Au moment où syndicats et patronat ont tant de mal à négocier sur les retraites, voici une étude qui vient apporter quelques éléments choc à ce débat important. L’Ined, l’Institut national d’études démographiques, vient en effet de comparer l’espérance de vie des cadres et des ouvriers, mais surtout l’état dans lequel ils vieillissent.

Pas de surprise, au début du XXIe siècle, si l’espérance de vie à la naissance ne cesse d’augmenter -77 ans pour les hommes, 84 ans pour les femmes-, il vaut toujours mieux être cadre qu’ouvrier si on veut vivre longtemps et en meilleure santé. On le savait, évidemment, mais les idées les plus simples ont parfois besoin d’une piqure de rappel statistique pour être validées.

La conclusion de l’étude des chercheurs de l’Ined: non seulement les ouvriers vivent moins longtemps que les cadres, mais ils vivent plus longtemps qu’eux avec des incapacités physiques et des handicaps. Le verdict est sans appel. Prenez un homme français agé de 35 ans aujourd’hui: en moyenne, il peut espérer vivre encore 43 ans. Mais c’est une moyenne. Un cadre vivra six ans de plus qu’un ouvrier. Mais surtout, le cadre vivra 73% de son espérance de vie totale sans la moindre incapacité physique, contre à peine 60% pour l’ouvrier. Le ratio est à peu près le même chez les femmes.

C’est ce que l’Ined appelle la "double peine" des ouvriers: plus d’années d’incapacité au sein d’une vie plus courte.

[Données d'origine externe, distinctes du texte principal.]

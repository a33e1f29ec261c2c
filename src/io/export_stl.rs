// SPDX-License-Identifier: Apache-2.0
// Copyright (c) 2025 Meshpress Inc.

//! Binary STL exporter
//!
//! STL has no scene graph, so every part occurrence is flattened into world
//! space and written as one triangle soup.

use crate::scene::Scene;
use anyhow::{Context, Result};
use std::fs::File;
use std::path::Path;
use stl_io::{Normal, Triangle as StlTriangle, Vertex as StlVertex};

pub fn export(scene: &Scene, path: &Path) -> Result<()> {
    let mut triangles = Vec::new();
    for (_, part, world) in scene.flattened_parts(scene.root()) {
        let mesh = scene.part_mesh(part);
        for index in 0..mesh.triangle_count() {
            let [p0, p1, p2] = mesh
                .triangle_points(index)
                .map(|p| world.transform_point(&p));
            let cross = (p1 - p0).cross(&(p2 - p0));
            let normal = if cross.norm() > 0.0 {
                cross.normalize()
            } else {
                cross
            };
            triangles.push(StlTriangle {
                normal: Normal::new([normal.x as f32, normal.y as f32, normal.z as f32]),
                vertices: [
                    StlVertex::new([p0.x as f32, p0.y as f32, p0.z as f32]),
                    StlVertex::new([p1.x as f32, p1.y as f32, p1.z as f32]),
                    StlVertex::new([p2.x as f32, p2.y as f32, p2.z as f32]),
                ],
            });
        }
    }

    let mut file = File::create(path)
        .with_context(|| format!("failed to create STL file: {}", path.display()))?;
    stl_io::write_stl(&mut file, triangles.iter())
        .with_context(|| format!("failed to write STL file: {}", path.display()))?;
    Ok(())
}

#[cfg(test)]
mod tests {
    use super::*;
    use crate::geometry::primitives;
    use nalgebra::{Matrix4, Vector3};
    use tempfile::NamedTempFile;

    #[test]
    fn test_instances_are_flattened() -> Result<()> {
        let mut scene = Scene::new("stl");
        let root = scene.root();
        let (_, part) = scene.add_part(
            root,
            "cube",
            Matrix4::identity(),
            primitives::cube(Vector3::new(1.0, 1.0, 1.0)),
        );
        scene.add_instance(
            root,
            "cube_far",
            Matrix4::new_translation(&Vector3::new(100.0, 0.0, 0.0)),
            part,
        );

        let file = NamedTempFile::with_suffix(".stl")?;
        export(&scene, file.path())?;

        let mut reader = File::open(file.path())?;
        let indexed = stl_io::read_stl(&mut reader)?;
        assert_eq!(indexed.faces.len(), 24);

        let max_x = indexed
            .vertices
            .iter()
            .map(|v| v[0])
            .fold(f32::MIN, f32::max);
        assert!((max_x - 100.5).abs() < 1e-4);
        Ok(())
    }
}
// SPDX-License-Identifier: Apache-2.0
// Copyright (c) 2025 Meshpress Inc.

//! License files, feature tokens and license discovery
//!
//! A license is a small TOML document:
//!
//! ```toml
//! product = "meshpress"
//! customer = "ACME Industrial"
//! expires = "2027-01-31"
//! tokens = ["import", "repair", "tessellate", "optimize", "export"]
//! ```
//!
//! Discovery checks, in order: an explicit path, the `MESHPRESS_LICENSE`
//! environment variable, `meshpress.lic` in the working directory, and
//! finally a lease file cached from a license server.

use chrono::NaiveDate;
use serde::{Deserialize, Serialize};
use std::path::{Path, PathBuf};
use thiserror::Error;

pub const ENV_LICENSE: &str = "MESHPRESS_LICENSE";
pub const DEFAULT_LICENSE_FILE: &str = "meshpress.lic";
pub const DEFAULT_SERVER_HOST: &str = "licenserver";
pub const DEFAULT_SERVER_PORT: u16 = 27005;

/// Feature tokens a pipeline run tries to acquire.
pub mod tokens {
    pub const IMPORT: &str = "import";
    pub const REPAIR: &str = "repair";
    pub const TESSELLATE: &str = "tessellate";
    pub const OPTIMIZE: &str = "optimize";
    pub const EXPORT: &str = "export";

    pub const ALL: [&str; 5] = [IMPORT, REPAIR, TESSELLATE, OPTIMIZE, EXPORT];
}

#[derive(Debug, Error)]
pub enum LicenseError {
    #[error("no license file found")]
    NotFound,

    #[error("license expired on {0}")]
    Expired(NaiveDate),

    #[error("license does not include token '{0}'")]
    UnknownToken(String),

    #[error("token '{0}' has not been acquired")]
    NotAcquired(String),

    #[error("malformed license file {path}: {reason}")]
    Malformed { path: PathBuf, reason: String },

    #[error("failed to read license: {0}")]
    Io(#[from] std::io::Error),
}

/// On-disk license document.
#[derive(Debug, Deserialize)]
struct LicenseFile {
    product: String,
    customer: Option<String>,
    expires: Option<String>,
    #[serde(default)]
    tokens: Vec<String>,
    seats: Option<u32>,
}

/// A parsed and validated license.
#[derive(Debug, Clone)]
pub struct License {
    pub product: String,
    pub customer: Option<String>,
    pub expiry: Option<NaiveDate>,
    pub tokens: Vec<String>,
    pub seats: Option<u32>,
    pub source: PathBuf,
}

impl License {
    pub fn from_file(path: &Path) -> Result<License, LicenseError> {
        let text = std::fs::read_to_string(path)?;
        let parsed: LicenseFile =
            toml::from_str(&text).map_err(|e| LicenseError::Malformed {
                path: path.to_path_buf(),
                reason: e.to_string(),
            })?;

        let expiry = match &parsed.expires {
            Some(raw) => Some(
                NaiveDate::parse_from_str(raw, "%Y-%m-%d").map_err(|e| {
                    LicenseError::Malformed {
                        path: path.to_path_buf(),
                        reason: format!("bad expiry date '{raw}': {e}"),
                    }
                })?,
            ),
            None => None,
        };

        Ok(License {
            product: parsed.product,
            customer: parsed.customer,
            expiry,
            tokens: parsed.tokens,
            seats: parsed.seats,
            source: path.to_path_buf(),
        })
    }

    /// Expired strictly after the expiry day.
    pub fn is_expired(&self, today: NaiveDate) -> bool {
        match self.expiry {
            Some(expiry) => today > expiry,
            None => false,
        }
    }

    pub fn offers(&self, token: &str) -> bool {
        self.tokens.iter().any(|t| t == token)
    }
}

/// License server coordinates. The server is consulted through a lease file
/// it leaves on the machine, not over the wire.
#[derive(Debug, Clone, Serialize, Deserialize)]
pub struct LicenseServerConfig {
    pub host: String,
    pub port: u16,
    /// Flexible licenses may be borrowed across seats.
    #[serde(default)]
    pub flexible: bool,
    /// Directory holding lease files. Defaults to the system temp directory.
    #[serde(default)]
    pub lease_dir: Option<PathBuf>,
}

impl LicenseServerConfig {
    pub fn new(host: &str, port: u16, flexible: bool) -> Self {
        Self {
            host: host.to_string(),
            port,
            flexible,
            lease_dir: None,
        }
    }

    pub fn lease_path(&self) -> PathBuf {
        let dir = self
            .lease_dir
            .clone()
            .unwrap_or_else(std::env::temp_dir);
        dir.join(format!("meshpress-{}-{}.lease", self.host, self.port))
    }
}

/// Locate and parse a license. Explicit paths and the environment variable
/// fail hard on parse errors; the absence of any source is `NotFound`.
pub fn discover(
    explicit: Option<&Path>,
    server: Option<&LicenseServerConfig>,
) -> Result<License, LicenseError> {
    if let Some(path) = explicit {
        log::debug!("loading license from {}", path.display());
        return License::from_file(path);
    }

    if let Ok(raw) = std::env::var(ENV_LICENSE) {
        if !raw.is_empty() {
            log::debug!("loading license from ${ENV_LICENSE}={raw}");
            return License::from_file(Path::new(&raw));
        }
    }

    let cwd_file = Path::new(DEFAULT_LICENSE_FILE);
    if cwd_file.exists() {
        log::debug!("loading license from ./{DEFAULT_LICENSE_FILE}");
        return License::from_file(cwd_file);
    }

    if let Some(server) = server {
        let lease = server.lease_path();
        if lease.exists() {
            log::info!(
                "using license lease from {}:{} ({})",
                server.host,
                server.port,
                lease.display()
            );
            return License::from_file(&lease);
        }
        log::debug!(
            "no lease from {}:{} at {}",
            server.host,
            server.port,
            lease.display()
        );
    }

    Err(LicenseError::NotFound)
}
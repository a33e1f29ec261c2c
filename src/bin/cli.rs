// SPDX-License-Identifier: Apache-2.0
// Copyright (c) 2025 Meshpress Inc.

//! Meshpress CLI

use anyhow::Result;
use clap::{Parser, Subcommand};
use meshpress::cli::Reporter;
use meshpress::pipeline::{self, PipelineConfig};
use meshpress::scene::SceneStats;
use meshpress::session::Session;
use meshpress::{io, license};
use std::path::{Path, PathBuf};

#[derive(Parser)]
#[command(name = "meshpress")]
#[command(about = "Meshpress - CAD scene import, repair and mesh optimization", long_about = None)]
struct Cli {
    #[command(subcommand)]
    command: Option<Commands>,

    /// Input CAD file
    #[arg(value_name = "FILE")]
    input: Option<PathBuf>,

    /// Output file (defaults to the input stem plus the configured suffix)
    #[arg(short, long, value_name = "FILE")]
    output: Option<PathBuf>,

    /// Pipeline configuration file
    #[arg(short, long, value_name = "FILE")]
    config: Option<PathBuf>,

    /// License file
    #[arg(short, long, value_name = "FILE")]
    license: Option<PathBuf>,

    /// Suppress progress output
    #[arg(short, long)]
    quiet: bool,
}

#[derive(Subcommand)]
enum Commands {
    /// Run the full optimization pipeline on a CAD file
    Optimize {
        /// Input CAD file
        input: PathBuf,

        /// Output file
        #[arg(short, long)]
        output: Option<PathBuf>,

        /// Write the run report as JSON
        #[arg(long, value_name = "FILE")]
        report: Option<PathBuf>,
    },

    /// Print model stats for files or directory trees
    Stats {
        /// Files or directories to inspect
        #[arg(required = true)]
        inputs: Vec<PathBuf>,

        /// Recurse into directories
        #[arg(short, long)]
        recursive: bool,
    },

    /// Show license status and feature tokens
    License,

    /// Write a default configuration file
    Init {
        /// Destination path
        #[arg(default_value = pipeline::DEFAULT_CONFIG_FILE)]
        path: PathBuf,
    },

    /// Show version information
    Version,
}

fn main() -> Result<()> {
    env_logger::Builder::from_env(env_logger::Env::default().default_filter_or("info")).init();
    let cli = Cli::parse();

    match &cli.command {
        Some(Commands::Optimize {
            input,
            output,
            report,
        }) => {
            optimize_command(
                input,
                output.as_deref().or(cli.output.as_deref()),
                report.as_deref(),
                &cli,
            )?;
        }
        Some(Commands::Stats { inputs, recursive }) => {
            stats_command(inputs, *recursive)?;
        }
        Some(Commands::License) => {
            license_command(&cli)?;
        }
        Some(Commands::Init { path }) => {
            init_command(path)?;
        }
        Some(Commands::Version) => {
            println!("Meshpress v{}", env!("CARGO_PKG_VERSION"));
        }
        None => {
            // Default behavior: optimize the bare input argument
            if let Some(input) = &cli.input {
                optimize_command(input, cli.output.as_deref(), None, &cli)?;
            } else {
                eprintln!("Error: Input file required");
                eprintln!("Usage: meshpress <INPUT> [--output <OUTPUT>]");
                std::process::exit(1);
            }
        }
    }

    Ok(())
}

fn load_config(cli: &Cli) -> Result<PipelineConfig> {
    let mut config = match &cli.config {
        Some(path) => PipelineConfig::from_file(path)?,
        None => PipelineConfig::load()?,
    };
    if cli.quiet {
        config.verbose = false;
    }
    if let Some(license) = &cli.license {
        config.license_file = Some(license.clone());
    }
    Ok(config)
}

/// Bring up a session and settle the license, falling back to the shared
/// license server when local discovery finds nothing.
fn licensed_session(config: &PipelineConfig) -> Session {
    let mut session = Session::initialize(config.session_config());
    if !session.check_license() {
        match &config.license_server {
            Some(server) => {
                session.configure_license_server(&server.host, server.port, server.flexible)
            }
            None => session.configure_license_server(
                license::DEFAULT_SERVER_HOST,
                license::DEFAULT_SERVER_PORT,
                true,
            ),
        }
    }
    session
}

fn optimize_command(
    input: &Path,
    output: Option<&Path>,
    report_path: Option<&Path>,
    cli: &Cli,
) -> Result<()> {
    if !input.exists() {
        Reporter::report_error(&format!("Input file not found: {}", input.display()));
        std::process::exit(1);
    }

    let config = load_config(cli)?;
    let mut session = licensed_session(&config);

    if !session.check_license() {
        println!("No License Available");
        std::process::exit(0);
    }
    println!("License Available");
    session.acquire_default_tokens();

    let report = pipeline::run(&mut session, &config, input, output)?;
    if config.verbose {
        Reporter::summary(&report);
    }

    if let Some(path) = report_path {
        std::fs::write(path, serde_json::to_string_pretty(&report)?)?;
        Reporter::report_info(&format!("Report written to {}", path.display()));
    }

    Ok(())
}

fn stats_command(inputs: &[PathBuf], recursive: bool) -> Result<()> {
    use indicatif::{ProgressBar, ProgressStyle};

    let files = collect_inputs(inputs, recursive)?;
    if files.is_empty() {
        Reporter::report_warning("No importable files found");
        return Ok(());
    }

    let progress = if files.len() > 1 {
        let pb = ProgressBar::new(files.len() as u64);
        pb.set_style(
            ProgressStyle::default_bar()
                .template("{spinner:.green} [{elapsed_precise}] [{bar:40.cyan/blue}] {pos}/{len} ({eta})")
                .unwrap()
                .progress_chars("#>-"),
        );
        Some(pb)
    } else {
        None
    };

    let mut results = Vec::new();
    let mut errors = 0usize;
    for path in &files {
        if let Some(ref pb) = progress {
            pb.set_message(path.display().to_string());
        }
        match io::import_scene(path) {
            Ok(scene) => {
                let root = scene.root();
                results.push((path.clone(), SceneStats::capture(&scene, root)));
            }
            Err(e) => {
                errors += 1;
                eprintln!("Error: {}: {e:#}", path.display());
            }
        }
        if let Some(ref pb) = progress {
            pb.inc(1);
        }
    }
    if let Some(pb) = progress {
        pb.finish_and_clear();
    }

    for (path, stats) in &results {
        Reporter::stats(&path.display().to_string(), stats);
    }
    if results.len() > 1 {
        let total = results.iter().fold(
            SceneStats {
                triangles: 0,
                vertices: 0,
                parts: 0,
            },
            |acc, (_, s)| SceneStats {
                triangles: acc.triangles + s.triangles,
                vertices: acc.vertices + s.vertices,
                parts: acc.parts + s.parts,
            },
        );
        Reporter::stats("Total:", &total);
    }

    if errors > 0 {
        std::process::exit(1);
    }
    Ok(())
}

fn collect_inputs(inputs: &[PathBuf], recursive: bool) -> Result<Vec<PathBuf>> {
    use walkdir::WalkDir;

    let mut files = Vec::new();
    for input in inputs {
        if input.is_dir() {
            if !recursive {
                Reporter::report_warning(&format!(
                    "{} is a directory (use --recursive)",
                    input.display()
                ));
                continue;
            }
            for entry in WalkDir::new(input).sort_by_file_name() {
                let entry = entry?;
                if entry.file_type().is_file() && is_importable(entry.path()) {
                    files.push(entry.path().to_path_buf());
                }
            }
        } else {
            files.push(input.clone());
        }
    }
    Ok(files)
}

fn is_importable(path: &Path) -> bool {
    path.extension()
        .and_then(|e| e.to_str())
        .map(|e| io::IMPORT_EXTENSIONS.contains(&e.to_ascii_lowercase().as_str()))
        .unwrap_or(false)
}

fn license_command(cli: &Cli) -> Result<()> {
    use colored::Colorize;

    let config = load_config(cli)?;
    let session = licensed_session(&config);

    let Some(license) = session.license() else {
        println!("No License Available");
        std::process::exit(1);
    };

    println!("\n{}", "━".repeat(80).bright_black());
    println!("{} {}", "License:".bold(), license.source.display().to_string().cyan());
    println!("{}", "━".repeat(80).bright_black());
    println!("  {} {}", "Product:".bright_black(), license.product.cyan());
    if let Some(customer) = &license.customer {
        println!("  {} {}", "Customer:".bright_black(), customer.cyan());
    }
    let expiry = match license.expiry {
        Some(date) => date.to_string(),
        None => "perpetual".to_string(),
    };
    let expiry_colored = if session.check_license() {
        expiry.green()
    } else {
        expiry.red()
    };
    println!("  {} {}", "Expires:".bright_black(), expiry_colored);
    if let Some(seats) = license.seats {
        println!("  {} {}", "Seats:".bright_black(), seats.to_string().cyan());
    }
    println!(
        "  {} {}",
        "Tokens:".bright_black(),
        license.tokens.join(", ").cyan()
    );
    println!("{}", "━".repeat(80).bright_black());

    Ok(())
}

fn init_command(path: &Path) -> Result<()> {
    if path.exists() {
        Reporter::report_error(&format!("{} already exists", path.display()));
        std::process::exit(1);
    }
    PipelineConfig::default().save(path)?;
    Reporter::success(&format!("Wrote default configuration to {}", path.display()));
    Ok(())
}
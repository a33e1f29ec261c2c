// SPDX-License-Identifier: Apache-2.0
// Copyright (c) 2025 Meshpress Inc.

//! Geometry module - mesh representation, topology queries and primitives

mod bbox;
mod mesh;
pub mod primitives;
pub mod topology;

pub use bbox::Aabb;
pub use mesh::{Mesh, Triangle, Vertex};
pub use topology::{EdgeKind, EdgeMap};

Ces données viennent alimenter le débat sur la pénibilité du travail dont on a beaucoup parlé à l’automne, lors de la grève des transports. Il est devenu de bon ton, à notre époque, d’ironiser sur ce concept de "pénibilité", le mot lui-même est difficile à prononcer... Concept dépassé, oubliées les locomotives à charbon ou les cadences infernales des OS d’antan, dit-on, pour plaider en faveur d’une plus grande égalité face à la retraite.

Ce que ces chiffres montrent, évidemment, c’est que les Français sont encore loin d’être égaux à l’heure de la retraite, et qu’on aurait tort d’enterrer ce concept comme s’il appartenait à l’époque de Zola. Certes il doit être adapté à la France de 2008, et doit donc être négocié. C’est ce que tentent difficilement de faire syndicats et patronat, avec comme date butoir le 25 mars. La semaine dernière, à l’issue d’une réunion particulièrement dure, la quatorzième d’une longue série, la CGT accusait le patronat de ne plus vouloir prendre en compte, dans la négociation, l’écart d’espérance de vie, au profit de l’examen de situations individuelles.

Avec un Président qui s’est donné pour mission de réhabiliter la valeur travail dans une France dont il estime qu’elle ne travaille pas assez, l’étude de l’Ined vient rappeler, comme dirait Orwell (c’était aussi une des citations préférées de Coluche...): si nous sommes tous égaux, certains sont plus égaux que d’autres. A ne pas oublier, tout de même, alors que se redessine le paysage social de la France.

Pierre Haski

► Edito diffusé mardi 29 janvier sur Europe1. Retrouvez l'édito de Pierre Haski tous les mardi et jeudi à 7h42 sur Europe1, et en podcast en cliquant ici.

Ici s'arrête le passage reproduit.